You know what department you are applying to, right? Whether you’re in IT, Sales, or Accounting, there is going to be a head of that department, and the odds are, that person is the decision maker in your hiring. A Google search, LinkedIn scan, or examination of the company’s corporate site should turn up the name of the department head you’re looking for. If the company is so small that you will be the only sales rep, accountant, or IT professional, then you’re applying to the owner or general manager. Look up who that person is.
Wherever you found the job posting (it was here on CareerBeacon, of course) Google the job title and company name, Google a particular phrase from the job description. See where else the job might be posted. Sometimes the hiring manager will post the job on their social networks and personal sites to reach out to their friends and followers. Finding who has shared the job online could lead you to the name you need.
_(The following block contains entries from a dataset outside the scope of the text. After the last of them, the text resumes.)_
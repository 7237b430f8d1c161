//! Outbound event surface.
//!
//! Everything the daemon tells the control plane goes through one
//! [`Event`] enum, serialized as a JSON object keyed on `type` and
//! wrapped in an envelope carrying `origin: "ble_handler"`. Producers
//! push events into an unbounded channel; the MQTT transport drains it.
//! No lock is ever held while sending.

use serde::Serialize;
use tokio::sync::mpsc;
use tracing::debug;

use crate::device::DeviceSnapshot;

/// `origin` field stamped on every outbound payload.
pub const ORIGIN: &str = "ble_handler";

/// A service-data advertisement payload.
#[derive(Debug, Clone, PartialEq, Eq, Serialize)]
pub struct ServiceData {
    pub uuid: String,
    /// Space-separated lowercase hex, e.g. `"01 02 03"`.
    pub data: String,
}

/// Outbound events, keyed on the serialized `type` field.
#[derive(Debug, Clone, Serialize)]
#[serde(tag = "type", rename_all = "snake_case")]
pub enum Event {
    DeviceAdded {
        device_mac: String,
        name: String,
        discovered: bool,
        connected: bool,
        paired: bool,
        trusted: bool,
        #[serde(skip_serializing_if = "Option::is_none")]
        error: Option<String>,
    },
    DeviceRemoved {
        device_mac: String,
        #[serde(skip_serializing_if = "Option::is_none")]
        error: Option<String>,
    },
    /// A lifecycle flag changed; only the flags that moved are present.
    /// Failed connect/pair commands answer with `error` set.
    DeviceUpdate {
        device_mac: String,
        #[serde(skip_serializing_if = "Option::is_none")]
        discovered: Option<bool>,
        #[serde(skip_serializing_if = "Option::is_none")]
        connected: Option<bool>,
        #[serde(skip_serializing_if = "Option::is_none")]
        paired: Option<bool>,
        #[serde(skip_serializing_if = "Option::is_none")]
        trusted: Option<bool>,
        #[serde(skip_serializing_if = "Option::is_none")]
        error: Option<String>,
    },
    DeviceBroadcast {
        device_mac: String,
        service_data: ServiceData,
    },
    ReadCharacteristic {
        device_mac: String,
        uuid: String,
        /// Lowercase hex without separators.
        #[serde(skip_serializing_if = "Option::is_none")]
        data: Option<String>,
        #[serde(skip_serializing_if = "Option::is_none")]
        error: Option<String>,
    },
    WriteCharacteristic {
        device_mac: String,
        uuid: String,
        #[serde(skip_serializing_if = "Option::is_none")]
        error: Option<String>,
    },
    ScanExistingDevices {
        devices: Vec<String>,
    },
    ScanAddedDevice {
        device_mac: String,
        name: String,
        #[serde(skip_serializing_if = "Option::is_none")]
        rssi: Option<i16>,
    },
    ScanRemovedDevice {
        device_mac: String,
    },
}

#[derive(Serialize)]
struct Envelope<'a> {
    origin: &'static str,
    #[serde(flatten)]
    event: &'a Event,
}

impl Event {
    pub fn device_added(snapshot: &DeviceSnapshot) -> Self {
        Event::DeviceAdded {
            device_mac: snapshot.mac.clone(),
            name: snapshot.name.clone(),
            discovered: snapshot.discovered,
            connected: snapshot.connected,
            paired: snapshot.paired,
            trusted: snapshot.trusted,
            error: None,
        }
    }

    pub fn device_added_error(mac: &str, error: &str) -> Self {
        Event::DeviceAdded {
            device_mac: mac.to_string(),
            name: String::new(),
            discovered: false,
            connected: false,
            paired: false,
            trusted: false,
            error: Some(error.to_string()),
        }
    }

    pub fn device_removed(mac: &str) -> Self {
        Event::DeviceRemoved {
            device_mac: mac.to_string(),
            error: None,
        }
    }

    pub fn device_removed_error(mac: &str, error: &str) -> Self {
        Event::DeviceRemoved {
            device_mac: mac.to_string(),
            error: Some(error.to_string()),
        }
    }

    /// An update carrying only the discovery flag.
    pub fn discovered_update(mac: &str, discovered: bool) -> Self {
        Event::DeviceUpdate {
            device_mac: mac.to_string(),
            discovered: Some(discovered),
            connected: None,
            paired: None,
            trusted: None,
            error: None,
        }
    }

    /// A failed lifecycle command, answered on the update channel.
    pub fn device_update_error(mac: &str, error: &str) -> Self {
        Event::DeviceUpdate {
            device_mac: mac.to_string(),
            discovered: None,
            connected: None,
            paired: None,
            trusted: None,
            error: Some(error.to_string()),
        }
    }

    pub fn device_broadcast(mac: &str, uuid: &str, payload: &[u8]) -> Self {
        Event::DeviceBroadcast {
            device_mac: mac.to_string(),
            service_data: ServiceData {
                uuid: uuid.to_string(),
                data: spaced_hex(payload),
            },
        }
    }

    /// Serialize with the `origin` envelope for the wire.
    pub fn to_payload(&self) -> serde_json::Result<Vec<u8>> {
        serde_json::to_vec(&Envelope {
            origin: ORIGIN,
            event: self,
        })
    }
}

/// Space-separated lowercase hex ("01 02 03"); empty input yields "".
pub fn spaced_hex(bytes: &[u8]) -> String {
    bytes
        .iter()
        .map(|b| format!("{b:02x}"))
        .collect::<Vec<_>>()
        .join(" ")
}

/// Cloneable sending half of the outbound event channel.
#[derive(Clone)]
pub struct EventSender {
    tx: mpsc::UnboundedSender<Event>,
}

impl EventSender {
    /// Queue an event for publication. A closed channel (shutdown in
    /// progress) drops the event with a debug note.
    pub fn send(&self, event: Event) {
        if self.tx.send(event).is_err() {
            debug!("event channel closed, dropping outbound event");
        }
    }
}

/// Create the outbound event channel.
pub fn channel() -> (EventSender, mpsc::UnboundedReceiver<Event>) {
    let (tx, rx) = mpsc::unbounded_channel();
    (EventSender { tx }, rx)
}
If you’ve done all of this research and you still cannot find the name of the hiring manager, then you’ll have to improvise. They can’t really hold it against you for not using a specific name, if that name is not available even after a diligent search for it. It can be harder to find specific information about large enterprise corporations.
You still shouldn’t say, “To Whom it May Concern” or “Dear Sir or Madam.”
Try something such as “Dear Acme,” “Hello Communications Director,” or “Hi Sales Hiring Committee.”
The address doesn’t have to be a big deal. Most readers will gloss over it to get to the content of your letter. The more personal and specific it is the better, and you don’t want it to stand out in an obviously generic or outdated way.